The whole listing below should be duplicated exactly, with nothing left out.

◆ ◆ ◆ ◆

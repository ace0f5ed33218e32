//! Decode, normalize and resize uploaded images

use crate::tensor::{ImageTensor, INPUT_SIZE};
use crate::PreprocessError;
use image::imageops::{self, FilterType};
use image::{ColorType, DynamicImage, ImageReader, RgbImage};
use serde::{Deserialize, Serialize};
use std::io::Cursor;
use tracing::debug;

/// How to treat images that are not 8-bit RGB
#[derive(Debug, Clone, Copy, Default, PartialEq, Eq, Serialize, Deserialize)]
#[serde(rename_all = "lowercase")]
pub enum ChannelPolicy {
    /// Replicate grayscale into RGB, drop alpha, narrow 16-bit/float to 8-bit
    #[default]
    Convert,
    /// Reject anything but 8-bit RGB with a shape error
    Strict,
}

/// Resampling filter used for the stretch resize
#[derive(Debug, Clone, Copy, Default, PartialEq, Eq, Serialize, Deserialize)]
#[serde(rename_all = "lowercase")]
pub enum ResizeFilter {
    Nearest,
    Triangle,
    #[default]
    CatmullRom,
    Gaussian,
    Lanczos3,
}

impl From<ResizeFilter> for FilterType {
    fn from(filter: ResizeFilter) -> Self {
        match filter {
            ResizeFilter::Nearest => FilterType::Nearest,
            ResizeFilter::Triangle => FilterType::Triangle,
            ResizeFilter::CatmullRom => FilterType::CatmullRom,
            ResizeFilter::Gaussian => FilterType::Gaussian,
            ResizeFilter::Lanczos3 => FilterType::Lanczos3,
        }
    }
}

/// Preprocessing configuration
#[derive(Debug, Clone, Copy, Default, PartialEq, Eq, Serialize, Deserialize)]
#[serde(default)]
pub struct PreprocessConfig {
    /// Channel normalization policy
    pub channel_policy: ChannelPolicy,
    /// Resize filter
    pub resize_filter: ResizeFilter,
}

/// Image preprocessor shared by all three tasks.
///
/// The resize always stretches to 224x224 (no crop, no padding), the
/// policy all three models were trained with.
#[derive(Debug, Clone, Copy, Default)]
pub struct Preprocessor {
    config: PreprocessConfig,
}

impl Preprocessor {
    pub fn new(config: PreprocessConfig) -> Self {
        Self { config }
    }

    /// Turn raw image bytes into a `(1, 224, 224, 3)` tensor in `[0, 1]`
    pub fn preprocess(&self, raw_bytes: &[u8]) -> Result<ImageTensor, PreprocessError> {
        let image = decode(raw_bytes)?;
        debug!(
            "Decoded {}x{} image ({:?})",
            image.width(),
            image.height(),
            image.color()
        );

        let rgb = self.to_rgb(image)?;
        let resized = imageops::resize(
            &rgb,
            INPUT_SIZE,
            INPUT_SIZE,
            self.config.resize_filter.into(),
        );

        ImageTensor::from_rgb(&resized)
    }

    fn to_rgb(&self, image: DynamicImage) -> Result<RgbImage, PreprocessError> {
        let color = image.color();
        let rgb = match (color, self.config.channel_policy) {
            (ColorType::Rgb8, _) => image.into_rgb8(),
            (_, ChannelPolicy::Convert) => image.to_rgb8(),
            (_, ChannelPolicy::Strict) => {
                return Err(PreprocessError::Shape(format!(
                    "expected 8-bit RGB input, got {:?} with {} channels",
                    color,
                    color.channel_count()
                )));
            }
        };

        let (width, height) = rgb.dimensions();
        let expected = width as usize * height as usize * 3;
        if rgb.as_raw().len() != expected {
            return Err(PreprocessError::Shape(format!(
                "expected 3 channels per pixel, buffer holds {} values for {}x{}",
                rgb.as_raw().len(),
                width,
                height
            )));
        }

        Ok(rgb)
    }
}

fn decode(raw_bytes: &[u8]) -> Result<DynamicImage, PreprocessError> {
    if raw_bytes.is_empty() {
        return Err(PreprocessError::Decode("input is empty".to_string()));
    }

    let reader = ImageReader::new(Cursor::new(raw_bytes))
        .with_guessed_format()
        .map_err(|e| PreprocessError::Decode(e.to_string()))?;
    if reader.format().is_none() {
        return Err(PreprocessError::Decode(
            "unrecognized image format".to_string(),
        ));
    }

    let image = reader
        .decode()
        .map_err(|e| PreprocessError::Decode(e.to_string()))?;
    if image.width() == 0 || image.height() == 0 {
        return Err(PreprocessError::Decode(format!(
            "image has zero size ({}x{})",
            image.width(),
            image.height()
        )));
    }

    Ok(image)
}
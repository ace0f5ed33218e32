//! Stub models and fixtures for tests

use crate::engine::InferenceModel;
use crate::ModelError;
use class_mapping::{ClassMapping, ClassMappings, Task, DEFAULT_HEALTHY_LABEL};
use image_preprocess::ImageTensor;
use std::sync::atomic::{AtomicUsize, Ordering};

type ForwardFn = dyn Fn(&ImageTensor) -> Result<Vec<f32>, ModelError> + Send + Sync;

/// Model whose output is computed by a closure; counts invocations
pub struct StubModel {
    forward: Box<ForwardFn>,
    calls: AtomicUsize,
}

impl StubModel {
    /// Output computed from the input tensor
    pub fn from_fn<F>(forward: F) -> Self
    where
        F: Fn(&ImageTensor) -> Result<Vec<f32>, ModelError> + Send + Sync + 'static,
    {
        Self {
            forward: Box::new(forward),
            calls: AtomicUsize::new(0),
        }
    }

    /// Always returns the same output
    pub fn fixed(output: Vec<f32>) -> Self {
        Self::from_fn(move |_| Ok(output.clone()))
    }

    /// Always fails with an inference error
    pub fn failing(reason: &str) -> Self {
        let reason = reason.to_string();
        Self::from_fn(move |_| Err(ModelError::InferenceFailed(reason.clone())))
    }

    /// Number of forward passes so far
    pub fn calls(&self) -> usize {
        self.calls.load(Ordering::SeqCst)
    }
}

impl InferenceModel for StubModel {
    fn forward(&self, input: &ImageTensor) -> Result<Vec<f32>, ModelError> {
        self.calls.fetch_add(1, Ordering::SeqCst);
        (self.forward)(input)
    }
}

/// Build mappings from label lists; the disease list must contain "normal"
pub fn mappings(disease: &[&str], variety: &[&str]) -> ClassMappings {
    let owned = |labels: &[&str]| labels.iter().map(|l| l.to_string()).collect::<Vec<_>>();
    let disease = ClassMapping::new(Task::Disease, owned(disease)).expect("valid disease labels");
    let variety = ClassMapping::new(Task::Variety, owned(variety)).expect("valid variety labels");
    ClassMappings::new(disease, variety, DEFAULT_HEALTHY_LABEL).expect("disease labels include normal")
}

◆ ◆ ◆ ◆

**FINISHED EXERCISE:**
repository ace0f5ed33218e32
//! Decode, normalize and resize uploaded images

use crate::tensor::{ImageTensor, INPUT_SIZE};
use crate::PreprocessError;
use image::imageops::{self, FilterType};
use image::{ColorType, DynamicImage, ImageReader, RgbImage};
use serde::{Deserialize, Serialize};
use std::io::Cursor;
use tracing::debug;

/// How to treat images that are not 8-bit RGB
#[derive(Debug, Clone, Copy, Default, PartialEq, Eq, Serialize, Deserialize)]
#[serde(rename_all = "lowercase")]
pub enum ChannelPolicy {
    /// Replicate grayscale into RGB, drop alpha, narrow 16-bit/float to 8-bit
    #[default]
    Convert,
    /// Reject anything but 8-bit RGB with a shape error
    Strict,
}

/// Resampling filter used for the stretch resize
#[derive(Debug, Clone, Copy, Default, PartialEq, Eq, Serialize, Deserialize)]
#[serde(rename_all = "lowercase")]
pub enum ResizeFilter {
    Nearest,
    Triangle,
    #[default]
    CatmullRom,
    Gaussian,
    Lanczos3,
}

impl From<ResizeFilter> for FilterType {
    fn from(filter: ResizeFilter) -> Self {
        match filter {
            ResizeFilter::Nearest => FilterType::Nearest,
            ResizeFilter::Triangle => FilterType::Triangle,
            ResizeFilter::CatmullRom => FilterType::CatmullRom,
            ResizeFilter::Gaussian => FilterType::Gaussian,
            ResizeFilter::Lanczos3 => FilterType::Lanczos3,
        }
    }
}

/// Preprocessing configuration
#[derive(Debug, Clone, Copy, Default, PartialEq, Eq, Serialize, Deserialize)]
#[serde(default)]
pub struct PreprocessConfig {
    /// Channel normalization policy
    pub channel_policy: ChannelPolicy,
    /// Resize filter
    pub resize_filter: ResizeFilter,
}

/// Image preprocessor shared by all three tasks.
///
/// The resize always stretches to 224x224 (no crop, no padding), the
/// policy all three models were trained with.
#[derive(Debug, Clone, Copy, Default)]
pub struct Preprocessor {
    config: PreprocessConfig,
}

impl Preprocessor {
    pub fn new(config: PreprocessConfig) -> Self {
        Self { config }
    }

    /// Turn raw image bytes into a `(1, 224, 224, 3)` tensor in `[0, 1]`
    pub fn preprocess(&self, raw_bytes: &[u8]) -> Result<ImageTensor, PreprocessError> {
        let image = decode(raw_bytes)?;
        debug!(
            "Decoded {}x{} image ({:?})",
            image.width(),
            image.height(),
            image.color()
        );

        let rgb = self.to_rgb(image)?;
        let resized = imageops::resize(
            &rgb,
            INPUT_SIZE,
            INPUT_SIZE,
            self.config.resize_filter.into(),
        );

        ImageTensor::from_rgb(&resized)
    }

    fn to_rgb(&self, image: DynamicImage) -> Result<RgbImage, PreprocessError> {
        let color = image.color();
        let rgb = match (color, self.config.channel_policy) {
            (ColorType::Rgb8, _) => image.into_rgb8(),
            (_, ChannelPolicy::Convert) => image.to_rgb8(),
            (_, ChannelPolicy::Strict) => {
                return Err(PreprocessError::Shape(format!(
                    "expected 8-bit RGB input, got {:?} with {} channels",
                    color,
                    color.channel_count()
                )));
            }
        };

        let (width, height) = rgb.dimensions();
        let expected = width as usize * height as usize * 3;
        if rgb.as_raw().len() != expected {
            return Err(PreprocessError::Shape(format!(
                "expected 3 channels per pixel, buffer holds {} values for {}x{}",
                rgb.as_raw().len(),
                width,
                height
            )));
        }

        Ok(rgb)
    }
}

fn decode(raw_bytes: &[u8]) -> Result<DynamicImage, PreprocessError> {
    if raw_bytes.is_empty() {
        return Err(PreprocessError::Decode("input is empty".to_string()));
    }

    let reader = ImageReader::new(Cursor::new(raw_bytes))
        .with_guessed_format()
        .map_err(|e| PreprocessError::Decode(e.to_string()))?;
    if reader.format().is_none() {
        return Err(PreprocessError::Decode(
            "unrecognized image format".to_string(),
        ));
    }

    let image = reader
        .decode()
        .map_err(|e| PreprocessError::Decode(e.to_string()))?;
    if image.width() == 0 || image.height() == 0 {
        return Err(PreprocessError::Decode(format!(
            "image has zero size ({}x{})",
            image.width(),
            image.height()
        )));
    }

    Ok(image)
}
repository ace0f5ed33218e32
//! Stub models and fixtures for tests

use crate::engine::InferenceModel;
use crate::ModelError;
use class_mapping::{ClassMapping, ClassMappings, Task, DEFAULT_HEALTHY_LABEL};
use image_preprocess::ImageTensor;
use std::sync::atomic::{AtomicUsize, Ordering};

type ForwardFn = dyn Fn(&ImageTensor) -> Result<Vec<f32>, ModelError> + Send + Sync;

/// Model whose output is computed by a closure; counts invocations
pub struct StubModel {
    forward: Box<ForwardFn>,
    calls: AtomicUsize,
}

impl StubModel {
    /// Output computed from the input tensor
    pub fn from_fn<F>(forward: F) -> Self
    where
        F: Fn(&ImageTensor) -> Result<Vec<f32>, ModelError> + Send + Sync + 'static,
    {
        Self {
            forward: Box::new(forward),
            calls: AtomicUsize::new(0),
        }
    }

    /// Always returns the same output
    pub fn fixed(output: Vec<f32>) -> Self {
        Self::from_fn(move |_| Ok(output.clone()))
    }

    /// Always fails with an inference error
    pub fn failing(reason: &str) -> Self {
        let reason = reason.to_string();
        Self::from_fn(move |_| Err(ModelError::InferenceFailed(reason.clone())))
    }

    /// Number of forward passes so far
    pub fn calls(&self) -> usize {
        self.calls.load(Ordering::SeqCst)
    }
}

impl InferenceModel for StubModel {
    fn forward(&self, input: &ImageTensor) -> Result<Vec<f32>, ModelError> {
        self.calls.fetch_add(1, Ordering::SeqCst);
        (self.forward)(input)
    }
}

/// Build mappings from label lists; the disease list must contain "normal"
pub fn mappings(disease: &[&str], variety: &[&str]) -> ClassMappings {
    let owned = |labels: &[&str]| labels.iter().map(|l| l.to_string()).collect::<Vec<_>>();
    let disease = ClassMapping::new(Task::Disease, owned(disease)).expect("valid disease labels");
    let variety = ClassMapping::new(Task::Variety, owned(variety)).expect("valid variety labels");
    ClassMappings::new(disease, variety, DEFAULT_HEALTHY_LABEL).expect("disease labels include normal")
}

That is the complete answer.